L a settimana scorsa, una proposta per proibi re tutta l’assistenza americana a Kiev ha raccolto 70 voti repubblicani, quasi un terzo dei membri del partito della Camera dei Rappresentanti. Trump, lanciato nella corsa per tornare alla Casa Bianca, accusa Biden di rischiare la terza guerra mondiale con il suo sostegno all’Ucraina. C’è un vento diverso rispetto a un anno fa e il presidente in carica frena (in parte) sull’appoggio a Zelensky, preoccupato che la stanchezza per il sostegno agli ucraini lo penalizzi nelle presidenziali dell’anno prossimo: nelle democrazie, la politica estera conta ma i voti si prendono sui temi locali, nazionali. Il possibile ritorno di Trump alla guida degli Stati Uniti – da molti ritenuta impossibile... come nel 2016 – crea già nervosismo tra gli alleati, non solo per il rischio che l’Europa si trovi più sola di fronte all’aggressione russa. Un nuovo mandato a Trump sconvolgerebbe con ogni probabilità l’intero Occidente in più dimensioni: nelle alleanze che salterebbero, nella difesa della democrazia del Paese che ne è stato il faro, nei commerci internazionali, nell’economia mondiale più chiusa e sempre più frammentata.

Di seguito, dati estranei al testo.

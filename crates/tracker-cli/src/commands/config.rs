use std::path::Path;

use tracker_core::config::{SyncOptions, MAX_AUTOSYNC_MINS};

use crate::cli::ConfigCommands;
use crate::commands::common::open_service;
use crate::error::CliError;

pub async fn run_config(command: ConfigCommands, db_path: &Path) -> Result<(), CliError> {
    match command {
        ConfigCommands::Show => run_config_show(db_path).await,
        ConfigCommands::Set {
            url,
            autosync_mins,
            timeout_secs,
        } => run_config_set(url, autosync_mins, timeout_secs, db_path).await,
    }
}

pub fn format_options(options: &SyncOptions) -> Vec<String> {
    vec![
        format!(
            "Apps Script URL:  {}",
            options.endpoint().as_deref().unwrap_or("(not set)")
        ),
        format!(
            "Autosync:         every {} minutes",
            options.autosync_interval().as_secs() / 60
        ),
        format!(
            "Request timeout:  {} seconds",
            options.request_timeout().as_secs()
        ),
    ]
}

async fn run_config_show(db_path: &Path) -> Result<(), CliError> {
    let service = open_service(db_path).await?;
    for line in format_options(&service.load_options().await?) {
        println!("{line}");
    }
    Ok(())
}

/// Apply `config set` flags to `options`. An empty URL clears the endpoint.
pub fn apply_config_changes(
    options: &mut SyncOptions,
    url: Option<String>,
    autosync_mins: Option<u64>,
    timeout_secs: Option<u64>,
) -> Result<(), CliError> {
    if let Some(url) = url {
        options.set_endpoint(Some(url))?;
    }
    if let Some(minutes) = autosync_mins {
        if minutes > MAX_AUTOSYNC_MINS {
            return Err(CliError::invalid(
                "autosync",
                format!("must be at most {MAX_AUTOSYNC_MINS} minutes"),
            ));
        }
        options.autosync_mins = minutes;
    }
    if let Some(seconds) = timeout_secs {
        if seconds == 0 {
            return Err(CliError::invalid("timeout", "must be at least 1 second"));
        }
        options.request_timeout_secs = seconds;
    }
    Ok(())
}

async fn run_config_set(
    url: Option<String>,
    autosync_mins: Option<u64>,
    timeout_secs: Option<u64>,
    db_path: &Path,
) -> Result<(), CliError> {
    let service = open_service(db_path).await?;
    let mut options = service.load_options().await?;
    apply_config_changes(&mut options, url, autosync_mins, timeout_secs)?;
    service.save_options(&options).await?;

    for line in format_options(&options) {
        println!("{line}");
    }
    Ok(())
}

Nei governi della Ue come in quelli asiatici, le elezioni presidenziali americane sono già oggi un evento che crea nervosismo e frena nuove iniziative. E nei prossimi mesi sarà peggio. A giugno, inoltre, le elezioni per il Parlamento europeo potrebbero portare a un cambiamento di alleanze a Bruxelles e nell’intera Ue. Già ora, le manovre per una possibile nuova maggioranza, con una prevalenza possibile dei popolari e dei conservatori sulla sinistra, stanno mobilitando i partiti, compresi e forse soprattutto quelli italiani. Nuove dinamiche anche nel Vecchio Continente.

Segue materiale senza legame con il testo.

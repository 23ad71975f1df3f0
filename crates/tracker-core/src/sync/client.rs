//! HTTP client for the spreadsheet-backed remote endpoint.
//!
//! Every call is `{base}?action=<name>` with JSON in and JSON out. A network
//! error, a timeout, a non-2xx status and a body that is not a JSON object of
//! the expected shape all surface as a [`TransmissionError`].

use std::fmt;
use std::time::Duration;

use reqwest::{RequestBuilder, StatusCode};
use serde::de::DeserializeOwned;
use serde::{Deserialize, Serialize};
use serde_json::{json, Map, Value};
use thiserror::Error;

use crate::config::SyncOptions;
use crate::models::{Item, ItemId};
use crate::util::compact_text;

/// Remote operations exposed by the endpoint
#[derive(Debug, Clone, Copy, PartialEq, Eq)]
pub enum RemoteAction {
    BulkUpsert,
    BulkDelete,
    GetItems,
    GetStats,
    TriggerArchive,
}

impl RemoteAction {
    pub const fn as_str(self) -> &'static str {
        match self {
            Self::BulkUpsert => "bulkUpsert",
            Self::BulkDelete => "bulkDelete",
            Self::GetItems => "getItems",
            Self::GetStats => "getStats",
            Self::TriggerArchive => "triggerArchive",
        }
    }
}

impl fmt::Display for RemoteAction {
    fn fmt(&self, f: &mut fmt::Formatter<'_>) -> fmt::Result {
        f.write_str(self.as_str())
    }
}

#[derive(Debug, Error)]
pub enum TransmissionError {
    #[error("{action} request failed: {source}")]
    Http {
        action: RemoteAction,
        #[source]
        source: reqwest::Error,
    },
    #[error("{action} API error: {message}")]
    Api {
        action: RemoteAction,
        status: u16,
        message: String,
    },
    #[error("{action} returned an invalid payload: {reason}")]
    InvalidPayload {
        action: RemoteAction,
        reason: String,
    },
    #[error("Failed to build HTTP client: {0}")]
    Client(#[source] reqwest::Error),
}
//! Item export and import file formats.

use std::fmt::Write as _;

use chrono::{DateTime, Utc};
use serde::{Deserialize, Serialize};
use serde_json::Value;

use crate::error::{Error, Result};
use crate::models::Item;

/// Export output format
#[derive(Debug, Clone, Copy, PartialEq, Eq, Serialize, Deserialize)]
pub enum ExportFormat {
    Json,
    Markdown,
}

/// JSON export document; also the accepted import shape.
#[derive(Debug, Serialize)]
struct ExportDocument<'a> {
    items: &'a [Item],
}

#[derive(Debug, Deserialize)]
struct ImportDocument {
    items: Vec<Value>,
}

/// Items read from an import file
#[derive(Debug, Default)]
pub struct ParsedImport {
    pub items: Vec<Item>,
    /// Entries that were not readable as items
    pub skipped: usize,
}

/// Render items as `{"items": [...]}` pretty-printed JSON.
pub fn render_json_export(items: &[Item]) -> serde_json::Result<String> {
    serde_json::to_string_pretty(&ExportDocument { items })
}

/// Render items as a Markdown checklist grouped by category.
#[must_use]
pub fn render_markdown_export(items: &[Item]) -> String {
    let mut categories: Vec<&str> = items.iter().map(|item| item.category.as_str()).collect();
    categories.sort_unstable();
    categories.dedup();

    let mut output = String::from("# Universal Tracker\n");
    for category in categories {
        let _ = writeln!(output, "\n## {category}\n");
        for item in items.iter().filter(|item| item.category == category) {
            let mark = if item.is_done() { "x" } else { " " };
            if item.url.is_empty() {
                let _ = writeln!(output, "- [{mark}] {}", item.title);
            } else {
                let _ = writeln!(output, "- [{mark}] [{}]({})", item.title, item.url);
            }

            let mut details = vec![format!("priority: {}", item.priority)];
            if !item.tags.is_empty() {
                details.push(format!("tags: {}", item.tags.join(", ")));
            }
            if let Some(reminder) = item.reminder_time.and_then(DateTime::<Utc>::from_timestamp_millis) {
                details.push(format!("reminder: {}", reminder.format("%Y-%m-%d %H:%M UTC")));
            }
            let _ = writeln!(output, "  - {}", details.join(" | "));

            if !item.notes.trim().is_empty() {
                let _ = writeln!(output, "  - {}", item.notes.trim().replace('\n', " "));
            }
        }
    }

    output
}

/// Render items in the selected format.
pub fn render_items_export(items: &[Item], format: ExportFormat) -> serde_json::Result<String> {
    match format {
        ExportFormat::Json => render_json_export(items),
        ExportFormat::Markdown => Ok(render_markdown_export(items)),
    }
}

/// Parse an export file. The document must be an object with an `items`
/// array; individual entries that are not valid items are skipped.
pub fn parse_import(raw: &str) -> Result<ParsedImport> {
    let document: ImportDocument = serde_json::from_str(raw)
        .map_err(|error| Error::InvalidInput(format!("Invalid import file: {error}")))?;

    let mut parsed = ParsedImport::default();
    for value in document.items {
        match serde_json::from_value::<Item>(value) {
            Ok(item) => parsed.items.push(item),
            Err(error) => {
                tracing::warn!("Skipping unreadable import entry: {error}");
                parsed.skipped += 1;
            }
        }
    }
    Ok(parsed)
}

Prima di tutto, però, si voterà a Taiwan, in gennaio: per la carica di presidente si affrontano una coalizione decisamente ostile alla politica di annessione dell’isola a Pechino e una che punta a migliorare i rapporti con la Cina di Xi Jinping. Il Partito Comunista Cinese agisce, con minacce accompagnate da blandizie, per favorire la vittoria del candidato pro-Pechino. Ma, qualsiasi sarà il risultato, intensificherà la pressione sull’isola affinché ceda e apra un tavolo per discutere la sua annessione alla Cina Popolare; con le buone o con le cattive, come ha chiarito più volte Xi. Anche a Taiwan buona parte del voto sarà determinato da faccende domestiche. Il risultato, però, farà onde alte nello Stretto che la separa dalla Cina continentale, e nel mondo, che sin da ora si prepara a un aumento della tensione.

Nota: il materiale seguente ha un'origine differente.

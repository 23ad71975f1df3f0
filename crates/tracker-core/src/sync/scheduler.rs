//! Single-flight sync cycles and the periodic trigger

use std::future::Future;
use std::sync::atomic::{AtomicBool, Ordering};
use std::time::Duration;

use tokio::time::{Instant, MissedTickBehavior};

use super::engine::{FlushOutcome, SkipReason, SyncEngine};
use crate::db::{KeyValueStore, OutboundQueue};
use crate::error::Result;

/// Most batches flushed by one cycle
pub const MAX_ITERATIONS: usize = 5;

/// Totals for a cycle that ran
#[derive(Debug, Clone, Copy, Default, PartialEq, Eq)]
pub struct SyncReport {
    pub batches: usize,
    pub delivered: usize,
    pub remaining: usize,
}

#[derive(Debug, Clone, Copy, PartialEq, Eq)]
pub enum CycleOutcome {
    /// Another cycle on this scheduler was in flight; nothing was done
    AlreadyRunning,
    NotConfigured,
    Completed(SyncReport),
}

/// Clears the running flag when dropped
struct RunningGuard<'a>(&'a AtomicBool);

impl<'a> RunningGuard<'a> {
    fn acquire(flag: &'a AtomicBool) -> Option<Self> {
        flag.compare_exchange(false, true, Ordering::AcqRel, Ordering::Acquire)
            .ok()
            .map(|_| Self(flag))
    }
}

impl Drop for RunningGuard<'_> {
    fn drop(&mut self) {
        self.0.store(false, Ordering::Release);
    }
}

/// Runs sync cycles with at most one in flight per scheduler.
pub struct Scheduler<S> {
    engine: SyncEngine<S>,
    running: AtomicBool,
}

impl<S: KeyValueStore> Scheduler<S> {
    pub const fn new(engine: SyncEngine<S>) -> Self {
        Self {
            engine,
            running: AtomicBool::new(false),
        }
    }

    pub fn queue(&self) -> &OutboundQueue<S> {
        self.engine.queue()
    }

    pub fn is_running(&self) -> bool {
        self.running.load(Ordering::Acquire)
    }

    /// Flush batches until the queue is empty or the iteration cap is hit.
    ///
    /// Returns the first transmission or storage error; the failed batch is
    /// already back in the queue by then.
    pub async fn run_sync_cycle(&self) -> Result<CycleOutcome> {
        let Some(_guard) = RunningGuard::acquire(&self.running) else {
            tracing::debug!("Sync cycle already running, skipping");
            return Ok(CycleOutcome::AlreadyRunning);
        };

        if !self.engine.is_configured().await? {
            tracing::debug!("Skipping sync cycle: no remote endpoint configured");
            return Ok(CycleOutcome::NotConfigured);
        }

        let mut report = SyncReport::default();
        for _ in 0..MAX_ITERATIONS {
            if self.queue().size().await? == 0 {
                break;
            }

            match self.engine.flush_once().await? {
                FlushOutcome::Skipped(SkipReason::NotConfigured) => {
                    return Ok(CycleOutcome::NotConfigured);
                }
                FlushOutcome::Skipped(SkipReason::EmptyQueue) => break,
                outcome => {
                    report.batches += 1;
                    report.delivered += outcome.delivered();
                }
            }
        }

        report.remaining = self.queue().size().await?;
        if report.batches > 0 {
            tracing::info!(
                "Sync cycle delivered {} entries in {} batches ({} remaining)",
                report.delivered,
                report.batches,
                report.remaining
            );
        }
        Ok(CycleOutcome::Completed(report))
    }

    /// Run a cycle every `interval` until `shutdown` resolves.
    ///
    /// The first cycle fires one full interval after the call. Ticks missed
    /// while a cycle is still running are skipped. Returns how many cycles
    /// were triggered.
    pub async fn run_periodic<F>(&self, interval: Duration, shutdown: F) -> usize
    where
        F: Future<Output = ()>,
    {
        let mut ticker = tokio::time::interval_at(Instant::now() + interval, interval);
        ticker.set_missed_tick_behavior(MissedTickBehavior::Skip);
        tokio::pin!(shutdown);

        let mut cycles = 0;
        loop {
            tokio::select! {
                () = &mut shutdown => break,
                _ = ticker.tick() => {
                    cycles += 1;
                    match self.run_sync_cycle().await {
                        Ok(outcome) => tracing::debug!("Periodic sync finished: {outcome:?}"),
                        Err(error) => tracing::warn!("Periodic sync failed: {error}"),
                    }
                }
            }
        }

        tracing::debug!("Periodic sync stopped after {cycles} cycles");
        cycles
    }
}

#[cfg(test)]
mod tests {
    use super::*;
    use crate::config::SyncOptions;
    use crate::db::MemoryStore;
    use crate::models::{Item, QueueEntry};
    use pretty_assertions::assert_eq;
    use serde_json::json;
    use std::sync::Arc;
    use wiremock::matchers::{method, query_param};
    use wiremock::{Mock, MockServer, ResponseTemplate};

    async fn scheduler_for(url: Option<String>) -> Scheduler<MemoryStore> {
        let kv = Arc::new(MemoryStore::new());
        SyncOptions {
            apps_script_url: url,
            ..SyncOptions::default()
        }
        .save(kv.as_ref())
        .await
        .unwrap();
        let queue = Arc::new(OutboundQueue::new(Arc::clone(&kv)));
        Scheduler::new(SyncEngine::new(kv, queue))
    }

    fn upsert(id: usize) -> QueueEntry {
        let mut item = Item::new(format!("Item {id}"), 1);
        item.id = id.to_string().into();
        QueueEntry::upsert(item)
    }

    async fn fill(scheduler: &Scheduler<MemoryStore>, count: usize) {
        for id in 0..count {
            scheduler.queue().enqueue(upsert(id)).await.unwrap();
        }
    }

    async fn accepting_server() -> MockServer {
        let server = MockServer::start().await;
        Mock::given(method("POST"))
            .and(query_param("action", "bulkUpsert"))
            .respond_with(ResponseTemplate::new(200).set_body_json(json!({ "upserted": 1 })))
            .mount(&server)
            .await;
        server
    }

    #[tokio::test]
    async fn cycle_drains_more_than_one_batch() {
        let server = accepting_server().await;
        let scheduler = scheduler_for(Some(server.uri())).await;
        fill(&scheduler, 120).await;

        let outcome = scheduler.run_sync_cycle().await.unwrap();
        assert_eq!(
            outcome,
            CycleOutcome::Completed(SyncReport {
                batches: 2,
                delivered: 120,
                remaining: 0
            })
        );
        assert_eq!(server.received_requests().await.unwrap().len(), 2);
    }

    #[tokio::test]
    async fn cycle_stops_at_iteration_cap() {
        let server = accepting_server().await;
        let scheduler = scheduler_for(Some(server.uri())).await;
        fill(&scheduler, 560).await;

        let outcome = scheduler.run_sync_cycle().await.unwrap();
        assert_eq!(
            outcome,
            CycleOutcome::Completed(SyncReport {
                batches: MAX_ITERATIONS,
                delivered: 500,
                remaining: 60
            })
        );
    }

    #[tokio::test]
    async fn cycle_without_endpoint_leaves_queue() {
        let scheduler = scheduler_for(None).await;
        fill(&scheduler, 3).await;

        assert_eq!(
            scheduler.run_sync_cycle().await.unwrap(),
            CycleOutcome::NotConfigured
        );
        assert_eq!(scheduler.queue().size().await.unwrap(), 3);
        assert!(!scheduler.is_running());
    }

    #[tokio::test]
    async fn cycle_without_endpoint_and_empty_queue_is_not_configured() {
        let scheduler = scheduler_for(None).await;

        assert_eq!(
            scheduler.run_sync_cycle().await.unwrap(),
            CycleOutcome::NotConfigured
        );
    }

    #[tokio::test]
    async fn cycle_with_endpoint_and_empty_queue_completes_empty() {
        let server = accepting_server().await;
        let scheduler = scheduler_for(Some(server.uri())).await;

        assert_eq!(
            scheduler.run_sync_cycle().await.unwrap(),
            CycleOutcome::Completed(SyncReport::default())
        );
        assert!(server.received_requests().await.unwrap().is_empty());
    }

    #[tokio::test]
    async fn concurrent_cycle_is_rejected() {
        let server = MockServer::start().await;
        Mock::given(method("POST"))
            .respond_with(
                ResponseTemplate::new(200)
                    .set_body_json(json!({ "upserted": 1 }))
                    .set_delay(Duration::from_millis(200)),
            )
            .mount(&server)
            .await;
        let scheduler = scheduler_for(Some(server.uri())).await;
        fill(&scheduler, 1).await;

        let (first, second) = tokio::join!(scheduler.run_sync_cycle(), scheduler.run_sync_cycle());
        let outcomes = [first.unwrap(), second.unwrap()];

        assert!(outcomes.contains(&CycleOutcome::AlreadyRunning));
        assert_eq!(server.received_requests().await.unwrap().len(), 1);
        assert!(!scheduler.is_running());
    }

    #[tokio::test]
    async fn failure_releases_running_flag() {
        let server = MockServer::start().await;
        Mock::given(method("POST"))
            .respond_with(ResponseTemplate::new(500))
            .mount(&server)
            .await;
        let scheduler = scheduler_for(Some(server.uri())).await;
        fill(&scheduler, 2).await;

        assert!(scheduler.run_sync_cycle().await.is_err());
        assert!(!scheduler.is_running());
        assert_eq!(scheduler.queue().size().await.unwrap(), 2);

        // A second attempt really runs instead of reporting AlreadyRunning
        assert!(scheduler.run_sync_cycle().await.is_err());
        assert_eq!(server.received_requests().await.unwrap().len(), 2);
    }

    #[tokio::test]
    async fn cancelled_cycle_keeps_batch_and_releases_flag() {
        let server = MockServer::start().await;
        Mock::given(method("POST"))
            .respond_with(
                ResponseTemplate::new(200)
                    .set_body_json(json!({}))
                    .set_delay(Duration::from_secs(5)),
            )
            .mount(&server)
            .await;
        let scheduler = scheduler_for(Some(server.uri())).await;
        fill(&scheduler, 1).await;

        let cancelled =
            tokio::time::timeout(Duration::from_millis(50), scheduler.run_sync_cycle()).await;
        assert!(cancelled.is_err());
        assert!(!scheduler.is_running());
        assert_eq!(scheduler.queue().size().await.unwrap(), 1);
        assert_eq!(
            scheduler.queue().peek_all().await.unwrap()[0].item_id(),
            Some("0")
        );
    }

    #[tokio::test]
    async fn entries_added_during_failed_flush_stay_behind_batch() {
        let server = MockServer::start().await;
        Mock::given(method("POST"))
            .respond_with(ResponseTemplate::new(500).set_delay(Duration::from_millis(200)))
            .mount(&server)
            .await;
        let scheduler = scheduler_for(Some(server.uri())).await;
        fill(&scheduler, 2).await;

        let (result, ()) = tokio::join!(scheduler.run_sync_cycle(), async {
            tokio::time::sleep(Duration::from_millis(50)).await;
            scheduler.queue().enqueue(upsert(99)).await.unwrap();
        });
        assert!(result.is_err());

        let ids: Vec<String> = scheduler
            .queue()
            .peek_all()
            .await
            .unwrap()
            .iter()
            .filter_map(|entry| entry.item_id().map(ToString::to_string))
            .collect();
        assert_eq!(ids, vec!["0", "1", "99"]);
    }

    #[tokio::test(start_paused = true)]
    async fn periodic_waits_one_interval_before_first_cycle() {
        let scheduler = scheduler_for(None).await;
        let interval = Duration::from_secs(10 * 60);

        let cycles = scheduler
            .run_periodic(interval, tokio::time::sleep(Duration::from_secs(9 * 60)))
            .await;
        assert_eq!(cycles, 0);

        let cycles = scheduler
            .run_periodic(interval, tokio::time::sleep(Duration::from_secs(25 * 60)))
            .await;
        assert_eq!(cycles, 2);
    }

    #[tokio::test(start_paused = true)]
    async fn periodic_keeps_going_after_errors() {
        let kv = Arc::new(MemoryStore::new());
        kv.set(crate::db::OPTIONS_KEY, json!("not an object"))
            .await
            .unwrap();
        let queue = Arc::new(OutboundQueue::new(Arc::clone(&kv)));
        let scheduler = Scheduler::new(SyncEngine::new(kv, queue));
        scheduler.queue().enqueue(upsert(1)).await.unwrap();

        let cycles = scheduler
            .run_periodic(
                Duration::from_secs(5 * 60),
                tokio::time::sleep(Duration::from_secs(16 * 60)),
            )
            .await;
        assert_eq!(cycles, 3);
        assert_eq!(scheduler.queue().size().await.unwrap(), 1);
    }
}
use std::env;
use std::path::{Path, PathBuf};

use serde::Serialize;
use tracker_core::db::Database;
use tracker_core::search::ItemSort;
use tracker_core::services::ItemService;
use tracker_core::util::now_millis;
use tracker_core::{Item, Priority, Status};

use crate::error::CliError;

pub type Service = ItemService<Database>;

/// Row shape for `--json` listings.
#[derive(Debug, Serialize)]
pub struct ItemListItem {
    pub id: String,
    pub title: String,
    pub url: String,
    pub status: Status,
    pub category: String,
    pub priority: Priority,
    pub tags: Vec<String>,
    pub reminder_time: Option<i64>,
    pub added_at: i64,
    pub updated_at: Option<i64>,
    pub relative_time: String,
}

pub fn item_to_list_item(item: &Item, now_ms: i64) -> ItemListItem {
    ItemListItem {
        id: item.id.to_string(),
        title: item.title.clone(),
        url: item.url.clone(),
        status: item.status,
        category: item.category.clone(),
        priority: item.priority,
        tags: item.tags.clone(),
        reminder_time: item.reminder_time,
        added_at: item.added_at,
        updated_at: item.updated_at,
        relative_time: format_relative_time(last_change(item), now_ms),
    }
}

fn last_change(item: &Item) -> i64 {
    item.updated_at.unwrap_or(item.added_at)
}

pub fn format_item_lines(items: &[Item], now_ms: i64) -> Vec<String> {
    items
        .iter()
        .map(|item| {
            let id_prefix: String = item.id.as_str().chars().take(8).collect();
            let mark = if item.is_done() { "x" } else { " " };
            let mut line = format!(
                "{id_prefix} [{mark}] {} ({}, {}) {}",
                item.title,
                item.category,
                item.priority,
                format_relative_time(last_change(item), now_ms)
            );
            let tags = render_tags(item);
            if !tags.is_empty() {
                line.push(' ');
                line.push_str(&tags);
            }
            line
        })
        .collect()
}

pub fn format_item_details(item: &Item) -> Vec<String> {
    let mut lines = vec![
        format!("ID:        {}", item.id),
        format!("Title:     {}", item.title),
        format!("Status:    {}", item.status),
        format!("Category:  {}", item.category),
        format!("Priority:  {}", item.priority),
    ];
    let optional = [("URL", &item.url), ("Source", &item.source)];
    for (label, value) in optional {
        if !value.is_empty() {
            lines.push(format!("{:<11}{value}", format!("{label}:")));
        }
    }
    if !item.tags.is_empty() {
        lines.push(format!("Tags:      {}", item.tags.join(", ")));
    }
    if let Some(reminder) = item.reminder_time {
        lines.push(format!("Reminder:  {}", format_timestamp(reminder)));
    }
    lines.push(format!("Added:     {}", format_timestamp(item.added_at)));
    if let Some(updated_at) = item.updated_at {
        lines.push(format!("Updated:   {}", format_timestamp(updated_at)));
    }
    if let Some(completed_at) = item.completed_at {
        lines.push(format!("Completed: {}", format_timestamp(completed_at)));
    }
    for (key, value) in &item.extra {
        let rendered = value
            .as_str()
            .map_or_else(|| value.to_string(), ToString::to_string);
        lines.push(format!("{key}: {rendered}"));
    }
    if !item.notes.trim().is_empty() {
        lines.push(String::new());
        lines.push(item.notes.trim().to_string());
    }
    lines
}

pub fn render_tags(item: &Item) -> String {
    item.tags
        .iter()
        .map(|tag| format!("#{tag}"))
        .collect::<Vec<_>>()
        .join(" ")
}

pub fn format_timestamp(timestamp_ms: i64) -> String {
    chrono::DateTime::from_timestamp_millis(timestamp_ms).map_or_else(
        || timestamp_ms.to_string(),
        |date_time| date_time.format("%Y-%m-%d %H:%M:%S UTC").to_string(),
    )
}

pub fn format_relative_time(timestamp_ms: i64, now_ms: i64) -> String {
    let diff = now_ms.saturating_sub(timestamp_ms);
    let minute = 60_000;
    let hour = 60 * minute;
    let day = 24 * hour;
    let week = 7 * day;
    let month = 30 * day;
    let year = 365 * day;

    if diff < minute {
        "just now".to_string()
    } else if diff < hour {
        format!("{}m ago", diff / minute)
    } else if diff < day {
        format!("{}h ago", diff / hour)
    } else if diff < week {
        format!("{}d ago", diff / day)
    } else if diff < month {
        format!("{}w ago", diff / week)
    } else if diff < year {
        format!("{}mo ago", diff / month)
    } else {
        format!("{}y ago", diff / year)
    }
}

pub fn normalize_item_identifier(id: &str) -> Result<String, CliError> {
    let trimmed = id.trim();
    if trimmed.is_empty() {
        return Err(CliError::EmptyItemId);
    }
    Ok(trimmed.to_string())
}

pub fn parse_status(raw: Option<&str>) -> Result<Option<Status>, CliError> {
    raw.map(|value| value.parse().map_err(|error| CliError::invalid("status", error)))
        .transpose()
}

pub fn parse_priority(raw: Option<&str>) -> Result<Option<Priority>, CliError> {
    raw.map(|value| value.parse().map_err(|error| CliError::invalid("priority", error)))
        .transpose()
}

pub fn parse_sort(raw: &str) -> Result<ItemSort, CliError> {
    raw.parse().map_err(|error| CliError::invalid("sort", error))
}

/// Minutes from now as a Unix-ms timestamp
pub fn minutes_from_now(minutes: u64) -> Result<i64, CliError> {
    i64::try_from(minutes)
        .ok()
        .and_then(|minutes| minutes.checked_mul(60_000))
        .and_then(|offset| now_millis().checked_add(offset))
        .ok_or_else(|| CliError::invalid("minutes", format!("{minutes} is too large")))
}

pub fn resolve_db_path(cli_db_path: Option<PathBuf>) -> PathBuf {
    cli_db_path
        .or_else(|| env::var_os("TRACKER_DB_PATH").map(PathBuf::from))
        .unwrap_or_else(default_db_path)
}

pub fn default_db_path() -> PathBuf {
    dirs::data_dir()
        .unwrap_or_else(|| PathBuf::from("."))
        .join("tracker")
        .join("tracker.db")
}

pub async fn open_service(path: &Path) -> Result<Service, CliError> {
    Ok(ItemService::open_path(path).await?)
}

pub async fn resolve_item(service: &Service, id: &str) -> Result<Item, CliError> {
    let normalized_id = normalize_item_identifier(id)?;
    Ok(service.resolve_item(&normalized_id).await?)
}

Le previsioni sulle elezioni presidenziali russe, programmate per marzo, possono sembrare scontate: vincerà Putin che controlla tutto, si può pensare. In realtà, nel regime l’incertezza è in crescita, come ha mostrato la ribellione del gruppo Wagner. A seconda di come andrà l’invasione dell’Ucraina, il Cremlino sarà più o meno debole. Un sondaggio condotto pochi giorni fa ha indicato nel 68% la quota di russi che vorrebbero Putin rieletto. Il problema, per lui, non è però tanto il consenso popolare: via via che le elezioni si avvicineranno, le tensioni nell’apparato militare, nei servizi, nell’economia, tra gli oligarchi sono destinate a crescere. Possibilità di sorprese non trascurabile. L’Europa e l’Occidente fanno bene a porsi già adesso il problema del futuro della Russia.
Narendra Modi non è solo il primo ministro dell’India. Di fatto è il leader del cosiddetto Sud Globale, di quei Paesi che non hanno intenzione di allearsi fermamente con gli Stati Uniti ma nemmeno con la Cina. Con prudenza, Modi si sta allontanando dalla Russia, con la quale Delhi ha rapporti storici, economici e militari, e si sta avvicinando a Washington: se rimarrà al potere dopo le elezioni della prossima primavera, come molti pensano, potrà giocare un ruolo di moderazione con i Paesi non allineati e offrire un appoggio sempre maggiore alla difesa della sicurezza e alla libertà economica nell’Indo-Pacifico.
Niente è scritto, al momento, se non che il 2024 sarà un anno di grandi cambiamenti politici. A differenza che nel 2016, però, già sentiamo il rumore delle avvisaglie e ne siamo avvertiti. Non possiamo guardare altrove: questa volta, le sorprese non saranno una sorpresa.